ASSIGNMENT: Give back the full listing exactly as written.
════════════════════
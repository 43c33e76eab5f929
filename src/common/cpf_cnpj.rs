// src/common/cpf_cnpj.rs

// Validação de documentos brasileiros (CPF com 11 dígitos, CNPJ com 14).
// Nenhuma função aqui retorna erro: documento inválido é sempre `false`.

const CNPJ_WEIGHTS_FIRST: [u32; 12] = [5, 4, 3, 2, 9, 8, 7, 6, 5, 4, 3, 2];
const CNPJ_WEIGHTS_SECOND: [u32; 13] = [6, 5, 4, 3, 2, 9, 8, 7, 6, 5, 4, 3, 2];

/// Remove tudo que não for dígito ("529.982.247-25" -> "52998224725").
pub fn only_digits(raw: &str) -> String {
    raw.chars().filter(|c| c.is_ascii_digit()).collect()
}

/// Aceita CPF ou CNPJ, com ou sem máscara.
pub fn is_valid_cpf_cnpj(raw: &str) -> bool {
    let cleaned = only_digits(raw);

    match cleaned.len() {
        11 => is_valid_cpf(&cleaned),
        14 => is_valid_cnpj(&cleaned),
        _ => false,
    }
}

/// Espera exatamente 11 dígitos, sem máscara.
pub fn is_valid_cpf(cpf: &str) -> bool {
    let Some(digits) = to_digits::<11>(cpf) else {
        return false;
    };

    if all_equal(&digits) {
        return false;
    }

    cpf_check_digit(&digits[..9]) == digits[9] && cpf_check_digit(&digits[..10]) == digits[10]
}

/// Espera exatamente 14 dígitos, sem máscara.
pub fn is_valid_cnpj(cnpj: &str) -> bool {
    let Some(digits) = to_digits::<14>(cnpj) else {
        return false;
    };

    if all_equal(&digits) {
        return false;
    }

    cnpj_check_digit(&digits[..12], &CNPJ_WEIGHTS_FIRST) == digits[12]
        && cnpj_check_digit(&digits[..13], &CNPJ_WEIGHTS_SECOND) == digits[13]
}

// Peso decrescente a partir de (len + 1): 10..2 no primeiro dígito, 11..2 no segundo.
fn cpf_check_digit(digits: &[u32]) -> u32 {
    let first_weight = digits.len() as u32 + 1;
    let sum: u32 = digits
        .iter()
        .enumerate()
        .map(|(index, digit)| digit * (first_weight - index as u32))
        .sum();

    match (sum * 10) % 11 {
        10 | 11 => 0,
        rest => rest,
    }
}

fn cnpj_check_digit(digits: &[u32], weights: &[u32]) -> u32 {
    let sum: u32 = digits.iter().zip(weights).map(|(digit, weight)| digit * weight).sum();

    match sum % 11 {
        remainder if remainder < 2 => 0,
        remainder => 11 - remainder,
    }
}

fn to_digits<const N: usize>(value: &str) -> Option<[u32; N]> {
    if value.len() != N {
        return None;
    }

    let mut digits = [0u32; N];
    for (slot, c) in digits.iter_mut().zip(value.chars()) {
        *slot = c.to_digit(10)?;
    }
    Some(digits)
}

fn all_equal(digits: &[u32]) -> bool {
    digits.windows(2).all(|pair| pair[0] == pair[1])
}

#[cfg(test)]
mod tests {
    use super::*;

    #[test]
    fn accepts_known_valid_cpfs() {
        assert!(is_valid_cpf_cnpj("529.982.247-25"));
        assert!(is_valid_cpf_cnpj("12345678909"));
        assert!(is_valid_cpf("52998224725"));
    }

    #[test]
    fn accepts_known_valid_cnpjs() {
        assert!(is_valid_cpf_cnpj("11.222.333/0001-81"));
        assert!(is_valid_cpf_cnpj("11222333000181"));
        assert!(is_valid_cnpj("11222333000181"));
    }

    #[test]
    fn rejects_wrong_check_digits() {
        assert!(!is_valid_cpf_cnpj("529.982.247-24"));
        assert!(!is_valid_cpf_cnpj("12345678900"));
        assert!(!is_valid_cpf_cnpj("11.222.333/0001-80"));
        assert!(!is_valid_cpf_cnpj("11222333000191"));
        // 14 dígitos que não passam no CNPJ
        assert!(!is_valid_cpf_cnpj("12345678901234"));
    }

    #[test]
    fn rejects_repeated_digit_sequences() {
        for d in 0..=9 {
            let cpf = d.to_string().repeat(11);
            let cnpj = d.to_string().repeat(14);
            assert!(!is_valid_cpf_cnpj(&cpf), "cpf {cpf}");
            assert!(!is_valid_cpf_cnpj(&cnpj), "cnpj {cnpj}");
        }
    }

    #[test]
    fn rejects_wrong_lengths_and_empty_input() {
        assert!(!is_valid_cpf_cnpj("123"));
        assert!(!is_valid_cpf_cnpj(""));
        assert!(!is_valid_cpf_cnpj("abc.def.ghi-jk"));
        assert!(!is_valid_cpf_cnpj("529.982.247-250"));
    }

    #[test]
    fn inner_checks_require_bare_digits() {
        assert!(!is_valid_cpf("529.982.247-25"));
        assert!(!is_valid_cnpj("11.222.333/0001-81"));
        assert!(!is_valid_cpf("5299822472"));
    }

    #[test]
    fn strips_mask_characters() {
        assert_eq!(only_digits("11.222.333/0001-81"), "11222333000181");
        assert_eq!(only_digits(" 529 982 247 25 "), "52998224725");
    }
}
════════════════════
EXERCISE RESULT:
repository 43c33e76eab5f929
filename src/common/cpf_cnpj.rs
// src/common/cpf_cnpj.rs

// Validação de documentos brasileiros (CPF com 11 dígitos, CNPJ com 14).
// Nenhuma função aqui retorna erro: documento inválido é sempre `false`.

const CNPJ_WEIGHTS_FIRST: [u32; 12] = [5, 4, 3, 2, 9, 8, 7, 6, 5, 4, 3, 2];
const CNPJ_WEIGHTS_SECOND: [u32; 13] = [6, 5, 4, 3, 2, 9, 8, 7, 6, 5, 4, 3, 2];

/// Remove tudo que não for dígito ("529.982.247-25" -> "52998224725").
pub fn only_digits(raw: &str) -> String {
    raw.chars().filter(|c| c.is_ascii_digit()).collect()
}

/// Aceita CPF ou CNPJ, com ou sem máscara.
pub fn is_valid_cpf_cnpj(raw: &str) -> bool {
    let cleaned = only_digits(raw);

    match cleaned.len() {
        11 => is_valid_cpf(&cleaned),
        14 => is_valid_cnpj(&cleaned),
        _ => false,
    }
}

/// Espera exatamente 11 dígitos, sem máscara.
pub fn is_valid_cpf(cpf: &str) -> bool {
    let Some(digits) = to_digits::<11>(cpf) else {
        return false;
    };

    if all_equal(&digits) {
        return false;
    }

    cpf_check_digit(&digits[..9]) == digits[9] && cpf_check_digit(&digits[..10]) == digits[10]
}

/// Espera exatamente 14 dígitos, sem máscara.
pub fn is_valid_cnpj(cnpj: &str) -> bool {
    let Some(digits) = to_digits::<14>(cnpj) else {
        return false;
    };

    if all_equal(&digits) {
        return false;
    }

    cnpj_check_digit(&digits[..12], &CNPJ_WEIGHTS_FIRST) == digits[12]
        && cnpj_check_digit(&digits[..13], &CNPJ_WEIGHTS_SECOND) == digits[13]
}

// Peso decrescente a partir de (len + 1): 10..2 no primeiro dígito, 11..2 no segundo.
fn cpf_check_digit(digits: &[u32]) -> u32 {
    let first_weight = digits.len() as u32 + 1;
    let sum: u32 = digits
        .iter()
        .enumerate()
        .map(|(index, digit)| digit * (first_weight - index as u32))
        .sum();

    match (sum * 10) % 11 {
        10 | 11 => 0,
        rest => rest,
    }
}

fn cnpj_check_digit(digits: &[u32], weights: &[u32]) -> u32 {
    let sum: u32 = digits.iter().zip(weights).map(|(digit, weight)| digit * weight).sum();

    match sum % 11 {
        remainder if remainder < 2 => 0,
        remainder => 11 - remainder,
    }
}

fn to_digits<const N: usize>(value: &str) -> Option<[u32; N]> {
    if value.len() != N {
        return None;
    }

    let mut digits = [0u32; N];
    for (slot, c) in digits.iter_mut().zip(value.chars()) {
        *slot = c.to_digit(10)?;
    }
    Some(digits)
}

fn all_equal(digits: &[u32]) -> bool {
    digits.windows(2).all(|pair| pair[0] == pair[1])
}

#[cfg(test)]
mod tests {
    use super::*;

    #[test]
    fn accepts_known_valid_cpfs() {
        assert!(is_valid_cpf_cnpj("529.982.247-25"));
        assert!(is_valid_cpf_cnpj("12345678909"));
        assert!(is_valid_cpf("52998224725"));
    }

    #[test]
    fn accepts_known_valid_cnpjs() {
        assert!(is_valid_cpf_cnpj("11.222.333/0001-81"));
        assert!(is_valid_cpf_cnpj("11222333000181"));
        assert!(is_valid_cnpj("11222333000181"));
    }

    #[test]
    fn rejects_wrong_check_digits() {
        assert!(!is_valid_cpf_cnpj("529.982.247-24"));
        assert!(!is_valid_cpf_cnpj("12345678900"));
        assert!(!is_valid_cpf_cnpj("11.222.333/0001-80"));
        assert!(!is_valid_cpf_cnpj("11222333000191"));
        // 14 dígitos que não passam no CNPJ
        assert!(!is_valid_cpf_cnpj("12345678901234"));
    }

    #[test]
    fn rejects_repeated_digit_sequences() {
        for d in 0..=9 {
            let cpf = d.to_string().repeat(11);
            let cnpj = d.to_string().repeat(14);
            assert!(!is_valid_cpf_cnpj(&cpf), "cpf {cpf}");
            assert!(!is_valid_cpf_cnpj(&cnpj), "cnpj {cnpj}");
        }
    }

    #[test]
    fn rejects_wrong_lengths_and_empty_input() {
        assert!(!is_valid_cpf_cnpj("123"));
        assert!(!is_valid_cpf_cnpj(""));
        assert!(!is_valid_cpf_cnpj("abc.def.ghi-jk"));
        assert!(!is_valid_cpf_cnpj("529.982.247-250"));
    }

    #[test]
    fn inner_checks_require_bare_digits() {
        assert!(!is_valid_cpf("529.982.247-25"));
        assert!(!is_valid_cnpj("11.222.333/0001-81"));
        assert!(!is_valid_cpf("5299822472"));
    }

    #[test]
    fn strips_mask_characters() {
        assert_eq!(only_digits("11.222.333/0001-81"), "11222333000181");
        assert_eq!(only_digits(" 529 982 247 25 "), "52998224725");
    }
}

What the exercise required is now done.